FIG. 2 is a diagram of an example system 200 for detecting distributed energy resources that are connected to an electrical power grid. The system 200 can be used to perform a process 300 for detecting distributed energy resources that are connected to an electrical power grid. A flow diagram of the process 300 is illustrated in FIG. 3. The system 200 includes a grid monitoring server system 202. The grid monitoring server system 202 may be hosted within a data center 204, which can be a distributed computing system having hundreds or thousands of computers in one or more locations.


The grid monitoring server system 202 includes a DER identifier 205, an active DER identifier 206, a load profile generator 207, a DER capacity estimator 208, and a model updater 209. The DER identifier 205, the active DER identifier 206, the load profile generator 207, the DER capacity estimator 208, and the model updater 209 can each be provided as one or more computer executable software modules or hardware modules. That is, some or all of the functions of the DER identifier 205, the active DER identifier 206, the load profile generator 207, the DER capacity estimator 208, and the model updater 209 can be provided as a block of computer code, which upon execution by a processor, causes the processor to perform functions described below. Some or all of the functions of the DER identifier 205, the active DER identifier 206, the load profile generator 207, the DER capacity estimator 208, and the model updater 209 can be implemented in electronic circuitry, e.g., by individual computer systems (e.g., servers), processors, microcontrollers, a field programmable gate array (FPGA), or an application specific integrated circuit (ASIC).


The process 300 may be performed by the active DER identifier 206 in response to various types of triggers. For example, the process 300 may be performed for a given location on a periodic basis, such as every week, every month, etc. As another example, the process 300 can be performed in response to some other type of event.
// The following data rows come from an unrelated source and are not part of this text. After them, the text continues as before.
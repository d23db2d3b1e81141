use crate::types::GameStatus;

/// Plain-data view of a session, consumed by rendering and the tests.
///
/// Holds no references into the session, so the UI can keep one around
/// across frames without borrowing the game.
#[derive(Debug, Clone, PartialEq, Eq)]
pub struct GameSnapshot {
    /// Side length of the board.
    pub size: usize,
    /// Row-major cell values; 0 is empty.
    pub cells: Vec<u32>,
    pub score: u32,
    pub status: GameStatus,
    pub episode_id: u32,
    pub seed: u32,
}

impl GameSnapshot {
    pub fn get(&self, row: usize, col: usize) -> u32 {
        self.cells[row * self.size + col]
    }

    pub fn playable(&self) -> bool {
        self.status == GameStatus::InProgress
    }
}

impl Default for GameSnapshot {
    fn default() -> Self {
        Self {
            size: 0,
            cells: Vec::new(),
            score: 0,
            status: GameStatus::InProgress,
            episode_id: 0,
            seed: 0,
        }
    }
}
//! Key mapping from terminal events to game actions.

use crossterm::event::{KeyCode, KeyEvent, KeyModifiers};

use crate::types::{Direction, GameAction};

/// Map keyboard input to game actions.
pub fn handle_key_event(key: KeyEvent) -> Option<GameAction> {
    match key.code {
        // Shifts
        KeyCode::Up | KeyCode::Char('k') | KeyCode::Char('K') | KeyCode::Char('w')
        | KeyCode::Char('W') => Some(GameAction::Shift(Direction::Up)),
        KeyCode::Down | KeyCode::Char('j') | KeyCode::Char('J') | KeyCode::Char('s')
        | KeyCode::Char('S') => Some(GameAction::Shift(Direction::Down)),
        KeyCode::Left | KeyCode::Char('h') | KeyCode::Char('H') | KeyCode::Char('a')
        | KeyCode::Char('A') => Some(GameAction::Shift(Direction::Left)),
        KeyCode::Right | KeyCode::Char('l') | KeyCode::Char('L') | KeyCode::Char('d')
        | KeyCode::Char('D') => Some(GameAction::Shift(Direction::Right)),

        // Restart
        KeyCode::Char('r') | KeyCode::Char('R') => Some(GameAction::Restart),

        _ => None,
    }
}

/// Check if key should quit the game.
pub fn should_quit(key: KeyEvent) -> bool {
    matches!(key.code, KeyCode::Char('q') | KeyCode::Char('Q'))
        || (key.code == KeyCode::Char('c') && key.modifiers.contains(KeyModifiers::CONTROL))
}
For example, the active DER identifier 206 can identify a location 212 that has a new application (or other registration information) for a DER in a DER application database 214. The process 300 can be performed, for example, a certain number of days, weeks, or months after receiving the application, to determine whether a DER has actually been installed and connected to the grid.


As another example, the active DER identifier 206 may perform the process 300 in response to receiving location information 216 from the DER identifier 205 for locations for which overhead image analysis has indicated probable detection of DERs. For example, the DER identifier 205 can obtain overhead imagery data 218 of a geographic region such as from overhead sensors 220. The overhead sensors 220 can include, for example, aerial and satellite sensors. The overhead sensors 220 can include visible light cameras, infrared sensors, RADAR sensors, and LIDAR sensors. The overhead imagery data 218 can include visible light data, e.g., red-green-blue (RGB) data, hyperspectral data, multispectral data, infrared data, RADAR data, and LIDAR data. The overhead imagery data 218 can include two-dimensional (2D) data, 2.5D data, 3D data, and/or multiple channels or layers of imagery data. The overhead imagery data 218 can include data from multiple images collected over time. The grid monitoring server system 202 can store the overhead imagery data 218 in an overhead imagery database 222.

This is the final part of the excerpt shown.